Elle en était à son vingtième roman, je n’en avais encore lu aucun. Ma négation était mue, en premier lieu, il me faut l’admettre, par une malhonnêteté intellectuelle avérée. La réussite est souvent mal perçue dans notre pays, d’autant plus s’il s’agit de l’un de nos concitoyens. Si l’on applaudit vigoureusement et non sans envie la réussite d’une J.K Rowling, on méprise facilement celui d’une Amélie Nothomb. Le succès, et d’autant plus quand il touche à cette littérature dont est persuadé que les grands écrivains français d’hier en sont toujours les figures incontournables d’aujourd’hui, va souvent de paire avec une suspicion entachée d’un a priori primaire : la vulgarisation ne peut être que signe de médiocrité.

Il y avait aussi une seconde raison à ma dérobade : les couvertures invariantes de ses livres où ses portraits s’inscrivent depuis l’enfance. A chaque bouquin, un visage et un âge. J’y voyais là l’aveu d’un narcissisme un tantinet mégalo, une impudeur frisant la complaisance dont on se demande si la vieillesse venant, elle gardera la même audace, d’autant plus que derrière se profilait  une icône en noir, souvent affublée d’un extravagant chapeau ou portant des mitaines, – ces porte-jarretelles de la main, comme elle les qualifie elle-même -, un être friand de fruits pourris, rêvant de l’étreinte d’un homme laid, – cette glaire vivante comme elle l’écrit -, et devant boire à jeun un demi-litre de thé trop fort pour atteindre l’état mental propice à son écriture. Bref une Lady Gaga inversée, tombée en littérature, qui à tant les proclamer sur elle-même, ne pouvait conter autre chose que ses propres névroses.

Vingt romans donc depuis 1992, un par an, traduits en je ne sais combien de langues, vendus à des millions d’exemplaires, des milliers de nothombo-philes… L’explication ne pouvait pas être aussi simpliste, sans être une insulte à son lectorat, voire à ses fans. J’ai donc lu quelques-uns de ses ouvrages : le premier, Hygiène de l’assassin, puis dans le désordre Stupeur et tremble-ments, Acide Sulfurique, Attentat, Les Catalinaires, Une forme de vie, Métaphysiques des tubes et enfin, Tuer le Père.

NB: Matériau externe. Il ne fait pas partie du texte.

//! Embedded template materialization
//!
//! Fields whose type marks them as template references hold the name of a template
//! structure. The referenced template row is stored under the owning element's pointer;
//! materialization loads it, expands its own template fields, and replaces the field's
//! raw value with the resulting document.

use crate::error::{ConfigurationError, RouteError, StorageError};
use crate::model::{ContentModel, ModelState, OwnerLink};
use crate::store::{row_id, Storage, ID_FIELD};
use crate::structure::{FieldDef, StructureDescriptor, StructureRegistry};
use crate::types::ParentPointer;
use serde_json::Value;
use std::sync::Arc;
use tracing::debug;

/// Default bound on template nesting
pub const DEFAULT_MAX_TEMPLATE_DEPTH: usize = 8;

pub struct TemplateMaterializer<'a> {
    registry: &'a StructureRegistry,
    storage: &'a dyn Storage,
    max_depth: usize,
}

impl<'a> TemplateMaterializer<'a> {
    pub fn new(registry: &'a StructureRegistry, storage: &'a dyn Storage) -> Self {
        Self {
            registry,
            storage,
            max_depth: DEFAULT_MAX_TEMPLATE_DEPTH,
        }
    }

    pub fn with_max_depth(mut self, max_depth: usize) -> Self {
        self.max_depth = max_depth;
        self
    }

    /// Populate the model's row from its path leaf when nothing was loaded yet, then
    /// materialize its template fields
    pub fn init_page_data(&self, model: &mut ContentModel) -> Result<(), RouteError> {
        if model.loaded_page_data().is_none() {
            let leaf = model.path().leaf().map(|node| node.row.clone());
            model.set_page_data(leaf);
        }
        self.materialize(model, 0)
    }

    fn materialize(&self, model: &mut ContentModel, depth: usize) -> Result<(), RouteError> {
        let fields: Vec<FieldDef> = model.descriptor().template_fields().cloned().collect();
        for field in fields {
            let template_name = match model.loaded_page_data().and_then(|d| d.get(&field.name)) {
                Some(Value::String(name)) if !name.is_empty() => name.clone(),
                _ => continue,
            };

            let owner = self.owner_structure(model, &field)?;
            let owner_element = model
                .loaded_page_data()
                .and_then(row_id)
                .ok_or_else(|| StorageError::MalformedRow {
                    table: model.descriptor().table.clone(),
                    reason: format!("template owner row has no {} column", ID_FIELD),
                })?;
            if depth >= self.max_depth {
                return Err(ConfigurationError::TemplateDepthExceeded {
                    template: template_name,
                    limit: self.max_depth,
                }
                .into());
            }

            let pointer = ParentPointer::new(owner.id, owner_element);
            let mut template = self.registry.instantiate(
                &template_name,
                model.context(),
                ModelState::scoped(pointer),
            )?;
            template.set_owner(OwnerLink {
                structure_id: owner.id,
                element_id: owner_element,
            });
            let found = template.load_by_parent(self.storage)?;
            debug!(
                field = %field.name,
                template = %template_name,
                owner = %pointer,
                found,
                depth,
                "Materializing embedded template"
            );
            self.materialize(&mut template, depth + 1)?;

            let value = template
                .into_page_data()
                .map(Value::Object)
                .unwrap_or(Value::Null);
            if let Some(data) = model.page_data_mut() {
                data.insert(field.name.clone(), value);
            }
        }
        Ok(())
    }

    /// Structure owning the model's row: the model's own structure, or for the home model
    /// the structure declared by the second-to-last path node
    fn owner_structure(
        &self,
        model: &ContentModel,
        field: &FieldDef,
    ) -> Result<Arc<StructureDescriptor>, ConfigurationError> {
        if let Some(descriptor) = self.registry.find_by_owning_class(model.model_type()) {
            return Ok(Arc::clone(descriptor));
        }
        let unknown = || ConfigurationError::TemplateOwnerUnknown {
            model: model.model_type().to_string(),
            field: field.name.clone(),
        };
        let declared = model
            .path()
            .second_to_last()
            .and_then(|prev| prev.declared_structure.as_deref())
            .ok_or_else(unknown)?;
        Ok(Arc::clone(self.registry.by_name(declared)?))
    }
}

On peut aimer ou en détester la forme, trouver son style incisif et décapant ou au contraire, vide et alambiqué, – un florilège de balourdises, comme le dit Eric Naulleau.  On peut qualifier ses histoires d’improbables, d’imprévisibles ou de complètement déjantées, quand non poussives. On peut voir dans toutes les références littéraires qui s’y glissent, un salmigondis maniaque d’étalage culturel ou la préciosité d’une érudition jalouse. On peut lui prêter un cynisme indécent, une alacrité surfaite, boursouflée de méchanceté facile, entre le comique et le tragique. Mais qu’on l’apprécie ou non, ce qu’il y a d’indéniable, est qu’Amélie Nothomb ne laisse pas indifférent. Non pas l’écrivain, sinon la personne qui écrit, celle qui éprouve le besoin de se mettre à nu, de poser entre elle et le lecteur, toutes ces sueurs intimes que l’on voudrait garder planquées sous le tapis. Ce n’est pas tant ses obsessions binaires, entre obésité et anorexie, laideur et beauté, culpabilité et ressen-timent, haine et amour, voire franche ambigüité sexuelle, dont les équations se résolvent toutes par des impossibilités violentes, qui sont dérangeantes, sinon cet état dichotomique latent, à la fois schizophrénique et paranoïaque, qui nous plonge dans un univers qui nous est intimement commun et dont elle ne rougit pas de dévoiler les miasmes, ceux-là même qui tissent ce qu’elle est, un être névrosé et divisé. Ça pue, c’est moche, c’est féroce et cisaillant, c’est cru comme de la viande avariée, c’est étouffant, étriqué sans jamais être minimaliste, c’est angoissant, un néant qui taraude et vous renvoie toujours à vous-même, surtout dans ce que l’on s’ingénie à occulter.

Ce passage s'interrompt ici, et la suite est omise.